I thought Microsoft adopted Rust. Are they back pedaling?

  • Microsoft supports memory safety. Rust is 100% the direction for new projects. But there are existing C codebases that are unlikely to be entirely rewritten in a memory-safe language for various reasons. Such projects can significantly benefit from incremental improvements in memory safety.

Look, C is so simple, you can implement a compiler in under 10K lines of code on a new platform. And then spend the your life dodging bugs and come up with a zoo of bizarre macros to keep you safe.

  • You forgot the part where you have to read an 800-page document that costs 250€ to access.

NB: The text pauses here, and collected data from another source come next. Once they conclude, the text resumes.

//! Mood entry repository: inserts with graceful schema degradation and the
//! punishment workflow on top of [`crate::lifecycle`].

use serde_json::Value;
use thiserror::Error;
use tracing::{debug, error, info, warn};

use crate::inflight::InFlight;
use crate::lifecycle::{self, PunishmentAction, PunishmentBuckets};
use crate::models::{Mood, MoodEntry, NewMoodEntry, Punishment};
use crate::store::{Collection, OrderBy, Record, Store, StoreError};

#[derive(Debug, Error)]
pub enum MoodError {
    #[error("Store error: {0}")]
    StoreError(#[from] StoreError),
    #[error("Failed to decode mood entry: {0}")]
    DecodeError(#[from] serde_json::Error),
    #[error("What happened? Event text cannot be empty")]
    EmptyEvent,
    #[error("Punishment '{punishment_id}' not found on entry '{entry_id}'")]
    PunishmentNotFound { entry_id: String, punishment_id: String },
}

/// Optional columns of a mood entry insert
#[derive(Debug, Clone, Copy, PartialEq, Eq)]
pub enum EntryField {
    Description,
    Punishments,
    Completed,
}

impl EntryField {
    pub fn column(&self) -> &'static str {
        match self {
            EntryField::Description => "description",
            EntryField::Punishments => "punishments",
            EntryField::Completed => "completed",
        }
    }
}

/// Optional field sets tried in order when inserting; mood and event are always sent
pub const INSERT_LADDER: &[&[EntryField]] = &[
    &[EntryField::Description, EntryField::Punishments, EntryField::Completed],
    &[EntryField::Description, EntryField::Punishments],
    &[EntryField::Description],
    &[],
];

/// Next rung after a schema error on `column` at `step`, if any rung drops it
fn next_rung(step: usize, column: &str) -> Option<usize> {
    let carried = INSERT_LADDER[step].iter().any(|f| f.column() == column);
    if !carried {
        return None;
    }
    (step + 1..INSERT_LADDER.len()).find(|&i| INSERT_LADDER[i].iter().all(|f| f.column() != column))
}

#[derive(Debug, Clone, PartialEq)]
pub struct CreateOutcome {
    pub entry: MoodEntry,
    /// Supplied fields the store could not keep
    pub dropped: Vec<EntryField>,
    /// Punishments were persisted, so punishment views should reload
    pub refresh_punishments: bool,
}

#[derive(Debug, Clone, PartialEq)]
pub enum PunishmentUpdate {
    Applied { punishment: Punishment, entry_completed: bool },
    /// A request for the same punishment was still running
    Suppressed,
}

fn punishment_key(entry_id: &str, punishment_id: &str) -> String {
    format!("{}/{}", entry_id, punishment_id)
}

fn decode_entry(row: Record) -> Result<MoodEntry, serde_json::Error> {
    serde_json::from_value(Value::Object(row))
}

pub struct MoodRepository<'a, S: Store + ?Sized> {
    store: &'a S,
    entries: Vec<MoodEntry>,
    in_flight: InFlight,
}

impl<'a, S: Store + ?Sized> MoodRepository<'a, S> {
    pub fn new(store: &'a S) -> Self {
        Self::with_in_flight(store, InFlight::new())
    }

    /// Share the in-flight set with a view that disables controls while busy
    pub fn with_in_flight(store: &'a S, in_flight: InFlight) -> Self {
        Self {
            store,
            entries: Vec::new(),
            in_flight,
        }
    }

    /// Create the repository and fetch the collection once
    pub fn load(store: &'a S) -> Result<Self, MoodError> {
        let mut repo = Self::new(store);
        repo.refresh()?;
        Ok(repo)
    }

    /// Newest first
    pub fn entries(&self) -> &[MoodEntry] {
        &self.entries
    }

    pub fn entry(&self, id: &str) -> Option<&MoodEntry> {
        self.entries.iter().find(|e| e.id == id)
    }

    pub fn entries_with_mood(&self, mood: Mood) -> impl Iterator<Item = &MoodEntry> {
        self.entries.iter().filter(move |e| e.mood == mood)
    }

    pub fn in_flight(&self) -> &InFlight {
        &self.in_flight
    }

    /// Replace the cache with the store's current rows. Rows that do not decode are skipped.
    pub fn refresh(&mut self) -> Result<(), MoodError> {
        let rows = self
            .store
            .select(Collection::MoodEntries, Some(OrderBy::desc("created_at")))?;
        self.entries = rows
            .into_iter()
            .filter_map(|row| {
                let id = row.get("id").and_then(Value::as_str).unwrap_or("?").to_string();
                decode_entry(row)
                    .map_err(|e| warn!(%id, "skipping unreadable mood entry: {}", e))
                    .ok()
            })
            .collect();
        debug!(entries = self.entries.len(), "mood entries refreshed");
        Ok(())
    }

    /// Refresh after a write that already succeeded; a failed read only leaves the cache stale
    fn resync(&mut self) {
        if let Err(e) = self.refresh() {
            error!("Error fetching entries: {}", e);
        }
    }

    /// Insert a new entry, dropping optional fields the store does not know
    pub fn create_entry(&mut self, new: NewMoodEntry) -> Result<CreateOutcome, MoodError> {
        if new.event.trim().is_empty() {
            return Err(MoodError::EmptyEvent);
        }

        let description = new
            .description
            .as_deref()
            .map(str::trim)
            .filter(|d| !d.is_empty())
            .map(str::to_string);

        let punishments: Vec<Punishment> = new
            .punishments
            .iter()
            .filter(|text| !text.trim().is_empty())
            .enumerate()
            .map(|(i, text)| Punishment::new(i.to_string(), text.as_str()))
            .collect();

        let mut step = 0;
        let mut completed_rejected = false;
        let row = loop {
            let fields = INSERT_LADDER[step];
            let mut record = Record::new();
            record.insert("mood".into(), Value::from(new.mood.as_str()));
            record.insert("event".into(), Value::from(new.event.as_str()));
            for field in fields {
                match field {
                    EntryField::Description => {
                        if let Some(d) = &description {
                            record.insert(field.column().into(), Value::from(d.as_str()));
                        }
                    }
                    EntryField::Punishments => {
                        if !punishments.is_empty() {
                            record.insert(field.column().into(), serde_json::to_value(&punishments)?);
                        }
                    }
                    EntryField::Completed => {
                        record.insert(field.column().into(), Value::Bool(false));
                    }
                }
            }

            match self.store.insert(Collection::MoodEntries, record) {
                Ok(row) => break row,
                Err(e) => match e.schema_field().and_then(|column| next_rung(step, column)) {
                    Some(next) => {
                        warn!(step, error = %e, "entry insert rejected, retrying with fewer fields");
                        completed_rejected |= e.schema_field() == Some(EntryField::Completed.column());
                        step = next;
                    }
                    None => {
                        error!("Failed to add entry: {}", e);
                        return Err(e.into());
                    }
                },
            }
        };

        let kept = INSERT_LADDER[step];
        let mut dropped = Vec::new();
        if description.is_some() && !kept.contains(&EntryField::Description) {
            dropped.push(EntryField::Description);
        }
        if !punishments.is_empty() && !kept.contains(&EntryField::Punishments) {
            dropped.push(EntryField::Punishments);
        }
        // Only a loss when the store named it; otherwise the column default applies
        if completed_rejected {
            dropped.push(EntryField::Completed);
        }
        let refresh_punishments = !punishments.is_empty() && kept.contains(&EntryField::Punishments);

        let entry = decode_entry(row)?;
        info!(id = %entry.id, mood = entry.mood.as_str(), ?dropped, "mood entry created");
        self.resync();

        Ok(CreateOutcome {
            entry,
            dropped,
            refresh_punishments,
        })
    }

    /// Persist a punishment list and the completion derived from it in one update
    pub fn update_punishments(&mut self, entry_id: &str, punishments: &[Punishment]) -> Result<bool, MoodError> {
        let stored = self.entry(entry_id).is_some_and(MoodEntry::is_completed);
        let completed = lifecycle::derive_entry_completion(punishments, stored);
        self.write_punishments(entry_id, punishments, completed)?;
        Ok(completed)
    }

    fn write_punishments(&mut self, entry_id: &str, punishments: &[Punishment], completed: bool) -> Result<(), MoodError> {
        let mut changes = Record::new();
        changes.insert("punishments".into(), serde_json::to_value(punishments)?);
        changes.insert("completed".into(), Value::Bool(completed));

        let mut result = self.store.update(Collection::MoodEntries, entry_id, changes.clone());
        if let Err(e) = &result {
            if e.schema_field() == Some(EntryField::Completed.column()) {
                warn!(%entry_id, "store has no completed column, writing punishments only");
                changes.remove(EntryField::Completed.column());
                result = self.store.update(Collection::MoodEntries, entry_id, changes);
            }
        }
        if let Err(e) = result {
            error!("Error updating punishment: {}", e);
            return Err(e.into());
        }
        debug!(%entry_id, completed, "punishments updated");
        self.resync();
        Ok(())
    }

    /// Run `action` on one punishment and persist the result
    pub fn apply_action(&mut self, entry_id: &str, punishment_id: &str, action: PunishmentAction) -> Result<PunishmentUpdate, MoodError> {
        self.mutate_punishment(entry_id, punishment_id, |p| lifecycle::apply_action(p, action))
    }

    /// Send a punishment for evaluation together with what was learned
    pub fn submit_for_evaluation(&mut self, entry_id: &str, punishment_id: &str, learnings: Option<&str>) -> Result<PunishmentUpdate, MoodError> {
        self.mutate_punishment(entry_id, punishment_id, |p| lifecycle::submit_with_learnings(p, learnings))
    }

    pub fn toggle_punishment(&mut self, entry_id: &str, punishment_id: &str) -> Result<PunishmentUpdate, MoodError> {
        self.mutate_punishment(entry_id, punishment_id, lifecycle::toggle)
    }

    fn mutate_punishment(
        &mut self,
        entry_id: &str,
        punishment_id: &str,
        change: impl FnOnce(&Punishment) -> Punishment,
    ) -> Result<PunishmentUpdate, MoodError> {
        let Some(_ticket) = self.in_flight.try_acquire(punishment_key(entry_id, punishment_id)) else {
            debug!(%entry_id, %punishment_id, "punishment update already in flight");
            return Ok(PunishmentUpdate::Suppressed);
        };

        // Work from the stored row, not the possibly stale cache
        let current = match self.store.select_by_id(Collection::MoodEntries, entry_id) {
            Ok(row) => decode_entry(row)?,
            Err(e) => {
                if e.is_not_found() {
                    self.resync();
                }
                return Err(e.into());
            }
        };
        let stored = current.is_completed();

        let mut punishments = match current.punishments {
            Some(p) if !p.is_empty() => p,
            _ => {
                error!("Entry {} not found or has no punishments", entry_id);
                self.resync();
                return Err(StoreError::NotFound {
                    collection: Collection::MoodEntries,
                    id: entry_id.to_string(),
                }
                .into());
            }
        };

        let Some(index) = punishments.iter().position(|p| p.id == punishment_id) else {
            self.resync();
            return Err(MoodError::PunishmentNotFound {
                entry_id: entry_id.to_string(),
                punishment_id: punishment_id.to_string(),
            });
        };

        punishments[index] = change(&punishments[index]);
        let completed = lifecycle::derive_entry_completion(&punishments, stored);
        self.write_punishments(entry_id, &punishments, completed)?;

        Ok(PunishmentUpdate::Applied {
            punishment: punishments.swap_remove(index),
            entry_completed: completed,
        })
    }

    /// Punishments of every cached entry, split by lifecycle state
    pub fn punishment_board(&self) -> PunishmentBuckets {
        lifecycle::partition(self.entries.iter().filter(|e| !e.punishments().is_empty()))
    }
}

It's just an excuse not to use safe languages. And adopting it isn't that easy - one need to learn how the new library works or even rewrite old working and tested code with it.

  • This is a tragically misguided view. There are tons of code bases that aren't going to be rewritten in safe languages for various reasons, be it political or technical. You may or may not agree with those reasons, and you may or may not like that these code bases are important, but the fact remains that these projects exist. Giving them a toolset to adopt a broad set of bounds-safe behavior can only be a good thing.

  • If i cannot use GCC i cannot compile to half the embedded platforms i work with on a daily basis.

    C remains widespread for unique reasons that not many other languages actually quite grasp.

    Using C for a destop application should probably stop being done in light of many more languages more suited for the domain.

    But there is no replacement for C in hard embedded systems. And there is no replacement for C in the massive domain of legacy c systems.

    • It's not an excuse to write C forever, only because some embedded platforms have poor support in compilers other than GCC. Embedded developers should do something to force embedded vendors providing something better than a GCC fork or even something more obscure.